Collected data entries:
Content starts
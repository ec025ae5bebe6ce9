use crate::protocol::{PayloadItem, SendError};
use bytes::{Buf, BytesMut};
use std::io::Write;

use tokio_util::codec::Encoder;

/// Writes payload items as `size CRLF data CRLF` chunks, ending with the zero chunk.
#[derive(Debug, Clone, PartialEq, Eq, Default)]
pub struct ChunkedEncoder {
    eof: bool,
}

impl ChunkedEncoder {
    pub fn new() -> Self {
        Self { eof: false }
    }

    pub fn is_finish(&self) -> bool {
        self.eof
    }
}

impl<D: Buf> Encoder<PayloadItem<D>> for ChunkedEncoder {
    type Error = SendError;

    fn encode(&mut self, item: PayloadItem<D>, dst: &mut BytesMut) -> Result<(), Self::Error> {
        if self.eof {
            return Ok(());
        }

        match item {
            // an empty chunk would read as the terminating one
            PayloadItem::Chunk(bytes) if !bytes.has_remaining() => Ok(()),
            PayloadItem::Chunk(mut bytes) => {
                write!(helper::Writer(dst), "{:X}\r\n", bytes.remaining())?;
                dst.reserve(bytes.remaining() + 2);
                while bytes.has_remaining() {
                    let chunk = bytes.chunk();
                    let len = chunk.len();
                    dst.extend_from_slice(chunk);
                    bytes.advance(len);
                }
                dst.extend_from_slice(b"\r\n");
                Ok(())
            }
            PayloadItem::Eof => {
                self.eof = true;
                dst.extend_from_slice(b"0\r\n\r\n");
                Ok(())
            }
        }
    }
}

mod helper {
    use bytes::{BufMut, BytesMut};
    use std::io;

    pub struct Writer<'a>(pub &'a mut BytesMut);

    impl io::Write for Writer<'_> {
        fn write(&mut self, buf: &[u8]) -> io::Result<usize> {
            self.0.put_slice(buf);
            Ok(buf.len())
        }

        fn flush(&mut self) -> io::Result<()> {
            Ok(())
        }
    }
}

#[cfg(test)]
mod tests {
    use super::*;
    use bytes::Bytes;

    #[test]
    fn encode_chunks() {
        let mut encoder = ChunkedEncoder::new();
        let mut dst = BytesMut::new();

        encoder.encode(PayloadItem::Chunk(Bytes::from_static(b"hello world, chunked")), &mut dst).unwrap();
        encoder.encode(PayloadItem::Chunk(Bytes::new()), &mut dst).unwrap();
        encoder.encode(PayloadItem::<Bytes>::Eof, &mut dst).unwrap();
        assert!(encoder.is_finish());

        encoder.encode(PayloadItem::Chunk(Bytes::from_static(b"late")), &mut dst).unwrap();

        assert_eq!(&dst[..], b"14\r\nhello world, chunked\r\n0\r\n\r\n");
    }
}
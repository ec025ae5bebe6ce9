//! HTTP/1.x protocol engine for a readiness-polled web server.
//!
//! This crate holds everything that can be done to bytes without touching a socket: request
//! head decoding, body framing (Content-Length and chunked transfer-coding), streaming
//! `multipart/form-data` parsing and response encoding. Every codec works incrementally on
//! `BytesMut` buffers, so a single-threaded event loop can drive it one partial read at a
//! time.
//!
//! # Example
//!
//! ```
//! use bytes::BytesMut;
//! use tokio_util::codec::Decoder;
//! use webserv_http::codec::{HeaderDecoder, PayloadDecoder, parse_payload};
//! use webserv_http::protocol::PayloadItem;
//!
//! let mut buf = BytesMut::from("POST /upload HTTP/1.1\r\nHost: localhost\r\nContent-Length: 5\r\n\r\nhello");
//!
//! let header = HeaderDecoder.decode(&mut buf).unwrap().unwrap();
//! let payload_size = parse_payload(&header, Some(1024)).unwrap();
//!
//! let mut decoder = PayloadDecoder::from_payload_size(payload_size, Some(1024));
//! let item = decoder.decode(&mut buf).unwrap().unwrap();
//! assert_eq!(item, PayloadItem::Chunk("hello".into()));
//! ```
//!
//! # Architecture
//!
//! - [`protocol`]: request/response types and the error enums
//! - [`codec`]: decoders and encoders for the wire format
//!
//! # Limits
//!
//! - request head: 32 KiB, 8 KiB per line, 100 header lines
//! - chunk size and trailer lines: 8 KiB
//! - multipart part headers: 64 KiB per part, 8 KiB per line

pub mod codec;
pub mod protocol;

mod utils;
pub(crate) use utils::ensure;
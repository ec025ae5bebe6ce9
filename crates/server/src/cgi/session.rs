//! One running CGI child and its two pipes.
//!
//! The session only performs non-blocking I/O on the pipes; registering them with the
//! readiness set is left to the event loop, which asks [`CgiSession::wants_stdin`] and
//! [`CgiSession::wants_stdout`] after every callback and closes pipe ends the session
//! has finished with.

use std::io::{self, Read, Write};
use std::path::{Path, PathBuf};
use std::process::{Child, Command, ExitStatus, Stdio};
use std::time::{Duration, Instant};

use bytes::Bytes;
use mio::unix::pipe::{Receiver, Sender};
use tracing::{debug, info, warn};

use crate::cgi::env::{CgiRequest, build_env};
use crate::cgi::output::{OutputEvent, OutputParser};
use crate::cgi::resolve::Launcher;
use crate::error::CgiError;

/// Stop reading the child once this much response data waits for the client.
pub const PAUSE_ABOVE: usize = 1024 * 1024;
/// Resume reading once the client drained below this.
pub const RESUME_BELOW: usize = 512 * 1024;

const READ_CHUNK: usize = 16 * 1024;

/// Which pipe a readiness event is for.
#[derive(Debug, Clone, Copy, PartialEq, Eq)]
pub enum PipeEnd {
    Stdin,
    Stdout,
}

#[derive(Debug)]
pub struct CgiSession {
    child: Option<Child>,
    stdin: Option<Sender>,
    stdout: Option<Receiver>,
    stdin_done: bool,
    stdout_done: bool,
    input: Bytes,
    written: usize,
    parser: OutputParser,
    started: Instant,
    timeout: Duration,
    paused: bool,
    exit_status: Option<ExitStatus>,
    script: PathBuf,
}

/// Starts the script of `request` with `body` as its standard input.
pub fn spawn(request: &CgiRequest<'_>, body: Bytes, now: Instant) -> Result<CgiSession, CgiError> {
    let script = request.script;

    let mut command = match &script.launcher {
        Launcher::Direct => Command::new(&script.path),
        Launcher::Interpreter { program, arg } => {
            let mut command = Command::new(program);
            command.args(arg.iter()).arg(&script.path);
            command
        }
    };

    command
        .current_dir(&script.working_dir)
        .env_clear()
        .envs(build_env(request))
        .stdin(Stdio::piped())
        .stdout(Stdio::piped())
        .stderr(Stdio::inherit());

    let mut child = command.spawn().map_err(|source| CgiError::Spawn { source })?;

    let pipes = match open_pipes(&mut child) {
        Ok(pipes) => pipes,
        Err(source) => {
            // nothing was read or written yet, the kill is immediate
            if let Err(e) = child.kill().and_then(|()| child.wait().map(drop)) {
                warn!(cause = %e, "failed to kill cgi process");
            }
            return Err(CgiError::Spawn { source });
        }
    };

    info!(script = %script.path.display(), pid = child.id(), body = body.len(), "spawned cgi process");

    let (stdin, stdout) = pipes;
    let stdin_done = body.is_empty();
    Ok(CgiSession {
        child: Some(child),
        stdin: if stdin_done { None } else { Some(stdin) },
        stdout: Some(stdout),
        stdin_done,
        stdout_done: false,
        input: body,
        written: 0,
        parser: OutputParser::new(request.header.version(), request.route.cgi_max_output_bytes),
        started: now,
        timeout: request.route.cgi_timeout(),
        paused: false,
        exit_status: None,
        script: script.path.clone(),
    })
}

fn open_pipes(child: &mut Child) -> io::Result<(Sender, Receiver)> {
    let stdin = child.stdin.take().ok_or_else(|| io::Error::other("missing stdin pipe"))?;
    let stdout = child.stdout.take().ok_or_else(|| io::Error::other("missing stdout pipe"))?;

    let stdin = Sender::from(stdin);
    stdin.set_nonblocking(true)?;
    let stdout = Receiver::from(stdout);
    stdout.set_nonblocking(true)?;
    Ok((stdin, stdout))
}

impl CgiSession {
    /// Writes as much of the request body as the pipe takes.
    pub fn write_input(&mut self) {
        let Some(stdin) = &mut self.stdin else {
            return;
        };

        while self.written < self.input.len() {
            match stdin.write(&self.input[self.written..]) {
                Ok(0) => break,
                Ok(n) => self.written += n,
                Err(e) if e.kind() == io::ErrorKind::WouldBlock => return,
                Err(e) if e.kind() == io::ErrorKind::Interrupted => {}
                Err(e) => {
                    // the child stopped reading, typically EPIPE
                    debug!(cause = %e, written = self.written, "stopped feeding cgi stdin");
                    break;
                }
            }
        }

        self.stdin_done = true;
    }

    /// Reads output until the pipe would block, the child closed it, or `budget` body
    /// bytes were produced. Running out of budget pauses reading.
    pub fn read_output(&mut self, budget: usize, events: &mut Vec<OutputEvent>) -> Result<(), CgiError> {
        let mut produced = 0;
        let mut buf = [0u8; READ_CHUNK];

        while !self.stdout_done {
            if produced >= budget {
                self.paused = true;
                return Ok(());
            }

            let Some(stdout) = &mut self.stdout else {
                return Ok(());
            };

            match stdout.read(&mut buf) {
                Ok(0) => {
                    self.stdout_done = true;
                    self.try_reap();
                    return self.parser.finish(self.exit_status, events);
                }
                Ok(n) => {
                    let before = events.len();
                    if let Err(e) = self.parser.feed(&buf[..n], events) {
                        self.stdout_done = true;
                        return Err(e);
                    }
                    produced += events[before..]
                        .iter()
                        .map(|event| match event {
                            OutputEvent::Body(bytes) => bytes.len(),
                            _ => 0,
                        })
                        .sum::<usize>();

                    if self.parser.is_done() {
                        self.stdout_done = true;
                    }
                }
                Err(e) if e.kind() == io::ErrorKind::WouldBlock => return Ok(()),
                Err(e) if e.kind() == io::ErrorKind::Interrupted => {}
                Err(e) => {
                    self.stdout_done = true;
                    return Err(CgiError::io(e));
                }
            }
        }

        Ok(())
    }

    /// Collects the exit status if the child already exited.
    pub fn try_reap(&mut self) {
        let Some(child) = &mut self.child else {
            return;
        };

        match child.try_wait() {
            Ok(Some(status)) => {
                debug!(script = %self.script.display(), %status, "cgi process exited");
                self.exit_status = Some(status);
                self.child = None;
            }
            Ok(None) => {}
            Err(e) => warn!(cause = %e, "failed to poll cgi process"),
        }
    }

    /// Kills the child and stops all pipe I/O.
    pub fn kill(&mut self) {
        if let Some(child) = &mut self.child
            && let Err(e) = child.kill()
        {
            debug!(cause = %e, "failed to kill cgi process");
        }
        self.stdin_done = true;
        self.stdout_done = true;
        self.try_reap();
    }

    pub fn is_timed_out(&self, now: Instant) -> bool {
        now >= self.deadline()
    }

    /// When the child is killed if it is still running.
    pub fn deadline(&self) -> Instant {
        self.started + self.timeout
    }

    pub fn is_head_parsed(&self) -> bool {
        self.parser.is_head_parsed()
    }

    /// No more output will be read.
    pub fn is_finished(&self) -> bool {
        self.stdout_done
    }

    pub fn is_paused(&self) -> bool {
        self.paused
    }

    pub fn resume(&mut self) {
        self.paused = false;
    }

    pub fn exit_status(&self) -> Option<ExitStatus> {
        self.exit_status
    }

    /// Whether stdin is open and still has to be registered for writability.
    pub fn wants_stdin(&self) -> bool {
        self.stdin.is_some() && !self.stdin_done
    }

    /// Whether stdout is open and should be registered for readability.
    pub fn wants_stdout(&self) -> bool {
        self.stdout.is_some() && !self.stdout_done && !self.paused
    }

    pub fn stdin_mut(&mut self) -> Option<&mut Sender> {
        self.stdin.as_mut()
    }

    pub fn stdout_mut(&mut self) -> Option<&mut Receiver> {
        self.stdout.as_mut()
    }

    /// Closes stdin once it is done, telling the child the body ended.
    pub fn close_stdin_if_done(&mut self) -> bool {
        if self.stdin_done && self.stdin.take().is_some() {
            debug!(written = self.written, "closed cgi stdin");
            return true;
        }
        false
    }

    pub fn close_stdout_if_done(&mut self) -> bool {
        self.stdout_done && self.stdout.take().is_some()
    }

    /// Hands out the child for reaping by the owner of the session.
    pub fn take_child(&mut self) -> Option<Child> {
        self.child.take()
    }

    pub fn script(&self) -> &Path {
        &self.script
    }
}

impl Drop for CgiSession {
    fn drop(&mut self) {
        if let Some(child) = &mut self.child {
            warn!(pid = child.id(), "dropping live cgi session, killing the child");
            if let Err(e) = child.kill() {
                debug!(cause = %e, "failed to kill cgi process");
            }
        }
    }
}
Content ends
Problem to solve. All lines in the entries above that hold the word "once" need to be copied.

Task output.
/// Stop reading the child once this much response data waits for the client.
/// Resume reading once the client drained below this.
    /// Closes stdin once it is done, telling the child the body ended.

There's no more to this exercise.